WORK REQUEST — How many lines in the records below contain the word "SourceUnavailable"? Answer with the number and nothing else.

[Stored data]
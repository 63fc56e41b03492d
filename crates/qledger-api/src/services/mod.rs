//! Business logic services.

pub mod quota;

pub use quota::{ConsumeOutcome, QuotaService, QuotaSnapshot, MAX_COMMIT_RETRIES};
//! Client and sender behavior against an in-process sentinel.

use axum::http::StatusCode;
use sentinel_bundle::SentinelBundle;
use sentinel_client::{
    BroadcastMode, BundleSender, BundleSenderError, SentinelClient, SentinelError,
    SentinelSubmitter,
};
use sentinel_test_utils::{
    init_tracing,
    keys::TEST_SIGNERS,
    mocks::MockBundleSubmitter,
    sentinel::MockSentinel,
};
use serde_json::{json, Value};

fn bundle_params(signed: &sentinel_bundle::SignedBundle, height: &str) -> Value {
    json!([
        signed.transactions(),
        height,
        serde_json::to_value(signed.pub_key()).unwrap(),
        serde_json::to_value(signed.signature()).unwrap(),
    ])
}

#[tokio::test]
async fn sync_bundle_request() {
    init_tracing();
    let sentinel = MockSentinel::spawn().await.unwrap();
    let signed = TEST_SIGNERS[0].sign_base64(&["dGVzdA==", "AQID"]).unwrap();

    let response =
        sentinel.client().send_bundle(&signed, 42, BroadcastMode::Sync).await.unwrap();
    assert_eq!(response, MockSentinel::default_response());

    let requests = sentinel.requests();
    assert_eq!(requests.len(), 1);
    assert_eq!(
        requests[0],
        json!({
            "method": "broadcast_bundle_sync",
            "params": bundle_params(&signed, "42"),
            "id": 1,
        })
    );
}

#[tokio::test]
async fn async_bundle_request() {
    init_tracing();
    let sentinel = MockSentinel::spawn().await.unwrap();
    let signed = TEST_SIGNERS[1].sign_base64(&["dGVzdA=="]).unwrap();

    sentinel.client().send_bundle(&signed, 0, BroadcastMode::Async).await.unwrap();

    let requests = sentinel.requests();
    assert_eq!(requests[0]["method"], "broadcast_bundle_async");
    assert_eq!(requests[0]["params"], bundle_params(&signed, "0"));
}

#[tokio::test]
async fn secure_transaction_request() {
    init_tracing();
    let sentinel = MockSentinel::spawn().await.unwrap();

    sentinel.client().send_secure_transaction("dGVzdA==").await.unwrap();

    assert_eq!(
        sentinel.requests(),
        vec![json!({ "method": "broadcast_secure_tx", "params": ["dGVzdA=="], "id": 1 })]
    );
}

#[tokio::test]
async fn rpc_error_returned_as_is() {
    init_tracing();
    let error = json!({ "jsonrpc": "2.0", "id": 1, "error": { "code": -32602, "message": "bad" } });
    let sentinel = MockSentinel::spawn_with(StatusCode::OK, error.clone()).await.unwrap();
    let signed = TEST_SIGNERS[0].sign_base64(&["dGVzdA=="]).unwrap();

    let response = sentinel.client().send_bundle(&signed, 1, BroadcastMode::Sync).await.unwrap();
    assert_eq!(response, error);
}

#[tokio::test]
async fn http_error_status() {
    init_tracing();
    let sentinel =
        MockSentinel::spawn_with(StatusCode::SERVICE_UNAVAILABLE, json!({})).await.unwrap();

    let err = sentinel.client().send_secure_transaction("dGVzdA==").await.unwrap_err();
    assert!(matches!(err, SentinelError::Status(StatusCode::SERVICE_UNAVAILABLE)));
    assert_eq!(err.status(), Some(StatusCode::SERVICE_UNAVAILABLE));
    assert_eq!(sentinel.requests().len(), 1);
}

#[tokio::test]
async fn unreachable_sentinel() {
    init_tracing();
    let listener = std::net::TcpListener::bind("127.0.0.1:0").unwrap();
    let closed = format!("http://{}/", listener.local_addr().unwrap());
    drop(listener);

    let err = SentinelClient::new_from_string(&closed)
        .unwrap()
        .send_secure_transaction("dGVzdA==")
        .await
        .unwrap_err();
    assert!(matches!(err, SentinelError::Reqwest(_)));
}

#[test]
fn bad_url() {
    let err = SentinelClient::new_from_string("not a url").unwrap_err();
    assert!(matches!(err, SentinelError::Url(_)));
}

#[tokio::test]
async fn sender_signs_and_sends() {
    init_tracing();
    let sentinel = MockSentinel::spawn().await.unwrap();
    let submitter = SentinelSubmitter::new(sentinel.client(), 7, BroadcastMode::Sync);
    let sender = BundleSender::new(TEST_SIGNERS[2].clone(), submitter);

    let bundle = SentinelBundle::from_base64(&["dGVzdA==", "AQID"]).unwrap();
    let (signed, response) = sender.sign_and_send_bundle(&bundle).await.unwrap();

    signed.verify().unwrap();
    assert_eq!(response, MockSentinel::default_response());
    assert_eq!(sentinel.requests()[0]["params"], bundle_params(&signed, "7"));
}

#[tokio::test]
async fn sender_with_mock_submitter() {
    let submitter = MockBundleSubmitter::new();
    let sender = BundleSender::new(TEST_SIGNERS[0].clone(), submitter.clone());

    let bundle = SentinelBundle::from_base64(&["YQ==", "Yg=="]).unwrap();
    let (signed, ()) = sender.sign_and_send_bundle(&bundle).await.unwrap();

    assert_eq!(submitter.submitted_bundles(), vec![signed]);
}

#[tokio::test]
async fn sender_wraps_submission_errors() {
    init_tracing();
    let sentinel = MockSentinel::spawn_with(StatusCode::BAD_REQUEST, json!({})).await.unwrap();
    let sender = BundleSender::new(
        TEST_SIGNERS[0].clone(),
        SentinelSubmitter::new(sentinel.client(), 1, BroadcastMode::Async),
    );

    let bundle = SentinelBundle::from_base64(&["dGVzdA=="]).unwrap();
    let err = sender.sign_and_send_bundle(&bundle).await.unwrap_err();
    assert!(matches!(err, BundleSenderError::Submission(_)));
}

==

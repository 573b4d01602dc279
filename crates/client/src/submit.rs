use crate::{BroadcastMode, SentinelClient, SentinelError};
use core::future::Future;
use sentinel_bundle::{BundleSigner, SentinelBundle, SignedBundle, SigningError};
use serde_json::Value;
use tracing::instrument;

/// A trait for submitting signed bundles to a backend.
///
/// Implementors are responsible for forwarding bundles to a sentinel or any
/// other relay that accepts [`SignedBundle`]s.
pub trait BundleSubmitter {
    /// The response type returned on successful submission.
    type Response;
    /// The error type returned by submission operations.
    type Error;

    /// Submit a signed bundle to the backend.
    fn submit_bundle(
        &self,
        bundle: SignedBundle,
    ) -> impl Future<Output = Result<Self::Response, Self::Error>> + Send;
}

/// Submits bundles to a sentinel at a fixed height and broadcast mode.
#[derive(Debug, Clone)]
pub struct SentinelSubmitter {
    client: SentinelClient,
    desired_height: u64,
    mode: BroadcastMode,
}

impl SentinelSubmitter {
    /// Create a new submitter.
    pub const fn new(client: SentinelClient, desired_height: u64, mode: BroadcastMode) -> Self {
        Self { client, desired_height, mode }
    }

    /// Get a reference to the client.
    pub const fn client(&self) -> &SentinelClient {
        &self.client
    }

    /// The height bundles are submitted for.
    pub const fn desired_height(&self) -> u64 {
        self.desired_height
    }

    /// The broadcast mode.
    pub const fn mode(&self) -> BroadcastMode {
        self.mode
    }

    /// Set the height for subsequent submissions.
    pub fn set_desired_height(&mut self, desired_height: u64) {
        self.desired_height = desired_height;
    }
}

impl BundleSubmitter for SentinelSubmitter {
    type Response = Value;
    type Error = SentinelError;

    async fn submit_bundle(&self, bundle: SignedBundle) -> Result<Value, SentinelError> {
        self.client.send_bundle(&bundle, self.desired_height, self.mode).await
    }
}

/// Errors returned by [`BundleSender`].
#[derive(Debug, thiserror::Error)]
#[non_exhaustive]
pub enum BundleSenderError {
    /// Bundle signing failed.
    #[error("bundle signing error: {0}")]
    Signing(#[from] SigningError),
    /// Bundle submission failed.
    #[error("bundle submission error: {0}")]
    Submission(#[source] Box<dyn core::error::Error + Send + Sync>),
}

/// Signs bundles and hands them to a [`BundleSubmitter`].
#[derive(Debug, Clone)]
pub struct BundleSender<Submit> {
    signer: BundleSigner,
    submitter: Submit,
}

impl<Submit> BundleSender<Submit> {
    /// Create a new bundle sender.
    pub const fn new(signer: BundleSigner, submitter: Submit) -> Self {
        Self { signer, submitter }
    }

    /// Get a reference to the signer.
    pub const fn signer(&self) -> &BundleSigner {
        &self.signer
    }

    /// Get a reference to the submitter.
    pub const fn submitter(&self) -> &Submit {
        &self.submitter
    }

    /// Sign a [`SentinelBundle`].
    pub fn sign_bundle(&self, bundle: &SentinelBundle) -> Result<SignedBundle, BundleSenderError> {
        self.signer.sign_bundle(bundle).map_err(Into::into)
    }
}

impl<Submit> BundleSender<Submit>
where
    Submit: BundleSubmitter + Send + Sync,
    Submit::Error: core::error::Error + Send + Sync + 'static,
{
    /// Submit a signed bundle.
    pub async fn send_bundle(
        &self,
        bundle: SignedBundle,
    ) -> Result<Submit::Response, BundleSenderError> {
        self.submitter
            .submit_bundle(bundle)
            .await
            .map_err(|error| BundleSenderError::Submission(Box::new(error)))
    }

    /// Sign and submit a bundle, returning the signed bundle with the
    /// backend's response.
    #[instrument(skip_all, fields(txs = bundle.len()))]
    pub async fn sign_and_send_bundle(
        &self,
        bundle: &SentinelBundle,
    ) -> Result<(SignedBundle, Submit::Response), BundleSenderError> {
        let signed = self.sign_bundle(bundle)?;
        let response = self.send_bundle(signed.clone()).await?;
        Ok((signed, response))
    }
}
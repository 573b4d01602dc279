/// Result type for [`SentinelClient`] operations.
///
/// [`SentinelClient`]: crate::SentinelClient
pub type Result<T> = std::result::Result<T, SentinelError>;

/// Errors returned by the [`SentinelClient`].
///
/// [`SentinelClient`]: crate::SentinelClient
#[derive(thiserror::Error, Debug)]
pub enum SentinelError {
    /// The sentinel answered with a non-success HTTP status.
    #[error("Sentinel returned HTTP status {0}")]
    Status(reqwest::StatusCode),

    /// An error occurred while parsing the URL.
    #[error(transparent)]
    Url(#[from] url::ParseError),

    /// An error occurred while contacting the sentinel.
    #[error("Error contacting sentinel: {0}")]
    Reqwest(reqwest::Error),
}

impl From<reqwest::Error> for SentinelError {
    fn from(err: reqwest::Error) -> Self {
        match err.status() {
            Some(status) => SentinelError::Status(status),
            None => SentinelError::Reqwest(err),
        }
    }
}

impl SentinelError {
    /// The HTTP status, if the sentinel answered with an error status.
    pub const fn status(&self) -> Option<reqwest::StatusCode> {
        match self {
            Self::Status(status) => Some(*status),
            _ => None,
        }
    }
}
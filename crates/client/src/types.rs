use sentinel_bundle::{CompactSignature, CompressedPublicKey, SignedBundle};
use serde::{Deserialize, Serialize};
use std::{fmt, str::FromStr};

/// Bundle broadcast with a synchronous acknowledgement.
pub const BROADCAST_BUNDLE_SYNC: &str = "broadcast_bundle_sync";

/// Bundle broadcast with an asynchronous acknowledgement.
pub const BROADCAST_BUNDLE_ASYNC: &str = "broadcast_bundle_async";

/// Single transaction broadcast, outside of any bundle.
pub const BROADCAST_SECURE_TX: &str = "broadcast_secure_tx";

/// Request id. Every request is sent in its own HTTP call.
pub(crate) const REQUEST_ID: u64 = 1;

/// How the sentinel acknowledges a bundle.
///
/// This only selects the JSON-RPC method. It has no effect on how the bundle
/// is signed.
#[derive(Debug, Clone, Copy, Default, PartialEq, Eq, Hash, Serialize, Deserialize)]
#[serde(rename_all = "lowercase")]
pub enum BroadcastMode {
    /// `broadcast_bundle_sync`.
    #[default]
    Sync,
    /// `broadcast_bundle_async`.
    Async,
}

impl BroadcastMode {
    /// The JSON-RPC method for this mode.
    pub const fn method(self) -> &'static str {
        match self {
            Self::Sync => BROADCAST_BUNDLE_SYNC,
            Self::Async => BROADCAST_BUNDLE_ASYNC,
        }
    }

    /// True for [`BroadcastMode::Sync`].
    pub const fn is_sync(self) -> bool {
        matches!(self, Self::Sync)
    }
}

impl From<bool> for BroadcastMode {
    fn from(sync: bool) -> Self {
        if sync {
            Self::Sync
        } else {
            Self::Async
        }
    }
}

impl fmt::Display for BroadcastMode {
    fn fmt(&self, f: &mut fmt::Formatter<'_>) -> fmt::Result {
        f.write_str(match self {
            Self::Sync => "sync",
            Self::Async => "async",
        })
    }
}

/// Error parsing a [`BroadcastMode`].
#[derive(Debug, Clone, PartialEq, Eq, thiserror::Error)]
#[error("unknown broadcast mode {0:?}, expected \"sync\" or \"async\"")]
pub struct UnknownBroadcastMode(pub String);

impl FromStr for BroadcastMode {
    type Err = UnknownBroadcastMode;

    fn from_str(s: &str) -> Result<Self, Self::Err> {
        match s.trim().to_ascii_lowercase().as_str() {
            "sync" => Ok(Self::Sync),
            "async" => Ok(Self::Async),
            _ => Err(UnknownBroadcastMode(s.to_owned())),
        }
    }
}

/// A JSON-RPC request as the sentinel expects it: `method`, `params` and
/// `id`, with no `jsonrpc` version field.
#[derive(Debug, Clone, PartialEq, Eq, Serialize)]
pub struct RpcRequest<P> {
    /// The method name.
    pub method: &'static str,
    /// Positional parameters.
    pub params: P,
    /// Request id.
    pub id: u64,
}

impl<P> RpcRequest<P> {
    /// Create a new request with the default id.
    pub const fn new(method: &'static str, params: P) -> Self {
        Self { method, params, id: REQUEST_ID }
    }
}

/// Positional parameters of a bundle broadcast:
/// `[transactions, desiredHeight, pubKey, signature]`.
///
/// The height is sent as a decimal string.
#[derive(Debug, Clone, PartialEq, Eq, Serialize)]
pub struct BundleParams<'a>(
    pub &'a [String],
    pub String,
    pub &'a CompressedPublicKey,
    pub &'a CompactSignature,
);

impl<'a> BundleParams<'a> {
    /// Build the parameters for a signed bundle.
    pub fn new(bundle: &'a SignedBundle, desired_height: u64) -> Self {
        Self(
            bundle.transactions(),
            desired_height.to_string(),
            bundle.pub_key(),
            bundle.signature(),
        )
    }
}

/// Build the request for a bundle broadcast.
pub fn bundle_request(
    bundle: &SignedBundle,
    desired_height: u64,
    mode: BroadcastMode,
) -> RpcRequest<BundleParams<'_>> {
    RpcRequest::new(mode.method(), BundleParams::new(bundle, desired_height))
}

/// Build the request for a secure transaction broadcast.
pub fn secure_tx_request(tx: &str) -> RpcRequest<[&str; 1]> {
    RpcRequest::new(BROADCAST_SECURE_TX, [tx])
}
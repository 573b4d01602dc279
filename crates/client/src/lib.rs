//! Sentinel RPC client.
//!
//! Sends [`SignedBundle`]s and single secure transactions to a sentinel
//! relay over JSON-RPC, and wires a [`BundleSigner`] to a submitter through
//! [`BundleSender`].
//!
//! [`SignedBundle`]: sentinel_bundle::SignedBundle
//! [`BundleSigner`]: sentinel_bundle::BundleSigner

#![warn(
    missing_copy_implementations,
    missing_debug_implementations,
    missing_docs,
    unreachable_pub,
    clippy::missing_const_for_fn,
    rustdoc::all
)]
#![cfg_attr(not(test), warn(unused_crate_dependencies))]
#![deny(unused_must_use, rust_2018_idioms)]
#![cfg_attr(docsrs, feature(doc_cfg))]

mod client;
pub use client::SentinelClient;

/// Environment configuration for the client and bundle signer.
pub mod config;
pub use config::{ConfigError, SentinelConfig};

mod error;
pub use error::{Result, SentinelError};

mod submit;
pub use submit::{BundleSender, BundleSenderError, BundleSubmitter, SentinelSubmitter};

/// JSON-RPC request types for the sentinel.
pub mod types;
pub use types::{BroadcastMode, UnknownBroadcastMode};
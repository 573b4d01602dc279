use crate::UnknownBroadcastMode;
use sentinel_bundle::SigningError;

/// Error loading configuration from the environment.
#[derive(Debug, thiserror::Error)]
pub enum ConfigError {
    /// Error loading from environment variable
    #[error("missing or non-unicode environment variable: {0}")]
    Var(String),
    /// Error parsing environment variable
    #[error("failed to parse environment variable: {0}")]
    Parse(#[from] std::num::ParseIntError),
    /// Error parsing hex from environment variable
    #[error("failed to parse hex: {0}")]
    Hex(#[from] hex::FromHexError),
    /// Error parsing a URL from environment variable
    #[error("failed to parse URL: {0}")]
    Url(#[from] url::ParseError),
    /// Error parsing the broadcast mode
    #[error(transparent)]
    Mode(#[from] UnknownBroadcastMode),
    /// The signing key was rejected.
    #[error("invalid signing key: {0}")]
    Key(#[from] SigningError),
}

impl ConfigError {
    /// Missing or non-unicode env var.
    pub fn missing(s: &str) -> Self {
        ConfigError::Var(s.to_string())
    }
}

==

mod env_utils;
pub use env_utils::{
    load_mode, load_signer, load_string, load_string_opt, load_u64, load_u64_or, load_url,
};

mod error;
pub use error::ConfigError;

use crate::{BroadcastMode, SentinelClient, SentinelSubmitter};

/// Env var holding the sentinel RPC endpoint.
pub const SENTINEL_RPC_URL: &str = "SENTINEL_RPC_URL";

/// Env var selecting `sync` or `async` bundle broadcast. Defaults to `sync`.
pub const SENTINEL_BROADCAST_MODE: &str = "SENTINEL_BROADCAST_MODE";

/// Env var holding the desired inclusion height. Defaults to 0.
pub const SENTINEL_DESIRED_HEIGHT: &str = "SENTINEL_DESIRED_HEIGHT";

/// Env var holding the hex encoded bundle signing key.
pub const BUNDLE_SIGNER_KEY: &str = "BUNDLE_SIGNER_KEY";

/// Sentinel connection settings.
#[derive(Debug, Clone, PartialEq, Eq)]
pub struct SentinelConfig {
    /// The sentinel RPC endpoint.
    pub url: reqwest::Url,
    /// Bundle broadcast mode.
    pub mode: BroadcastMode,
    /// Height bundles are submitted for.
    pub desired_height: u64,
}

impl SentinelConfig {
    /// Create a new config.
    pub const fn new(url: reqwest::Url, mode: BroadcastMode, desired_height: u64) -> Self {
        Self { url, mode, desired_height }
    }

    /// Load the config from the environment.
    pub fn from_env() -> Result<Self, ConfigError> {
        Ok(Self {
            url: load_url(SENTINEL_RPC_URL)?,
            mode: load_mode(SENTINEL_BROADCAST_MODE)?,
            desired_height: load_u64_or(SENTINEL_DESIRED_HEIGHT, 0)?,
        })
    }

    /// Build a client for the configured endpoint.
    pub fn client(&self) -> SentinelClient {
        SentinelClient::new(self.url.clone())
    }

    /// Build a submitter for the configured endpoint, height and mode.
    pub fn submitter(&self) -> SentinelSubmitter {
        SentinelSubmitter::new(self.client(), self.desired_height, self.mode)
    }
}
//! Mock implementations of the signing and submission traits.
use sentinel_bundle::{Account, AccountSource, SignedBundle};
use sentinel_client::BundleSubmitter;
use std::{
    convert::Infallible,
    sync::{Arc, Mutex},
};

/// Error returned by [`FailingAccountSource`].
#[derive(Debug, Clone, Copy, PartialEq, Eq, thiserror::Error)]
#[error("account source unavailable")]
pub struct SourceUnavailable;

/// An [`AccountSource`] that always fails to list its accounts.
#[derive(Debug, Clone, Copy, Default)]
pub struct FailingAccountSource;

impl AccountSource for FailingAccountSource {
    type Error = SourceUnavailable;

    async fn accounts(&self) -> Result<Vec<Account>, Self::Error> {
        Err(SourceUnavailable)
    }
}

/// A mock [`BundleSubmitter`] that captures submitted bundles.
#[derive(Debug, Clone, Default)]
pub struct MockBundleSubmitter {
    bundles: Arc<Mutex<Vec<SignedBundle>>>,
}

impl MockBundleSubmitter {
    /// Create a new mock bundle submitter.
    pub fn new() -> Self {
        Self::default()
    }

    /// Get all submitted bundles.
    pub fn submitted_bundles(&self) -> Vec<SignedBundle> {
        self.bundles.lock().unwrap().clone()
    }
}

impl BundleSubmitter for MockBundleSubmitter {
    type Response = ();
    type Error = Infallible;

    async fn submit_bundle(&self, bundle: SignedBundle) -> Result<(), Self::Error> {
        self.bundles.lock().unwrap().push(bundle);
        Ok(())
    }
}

YOUR SOLUTION — 3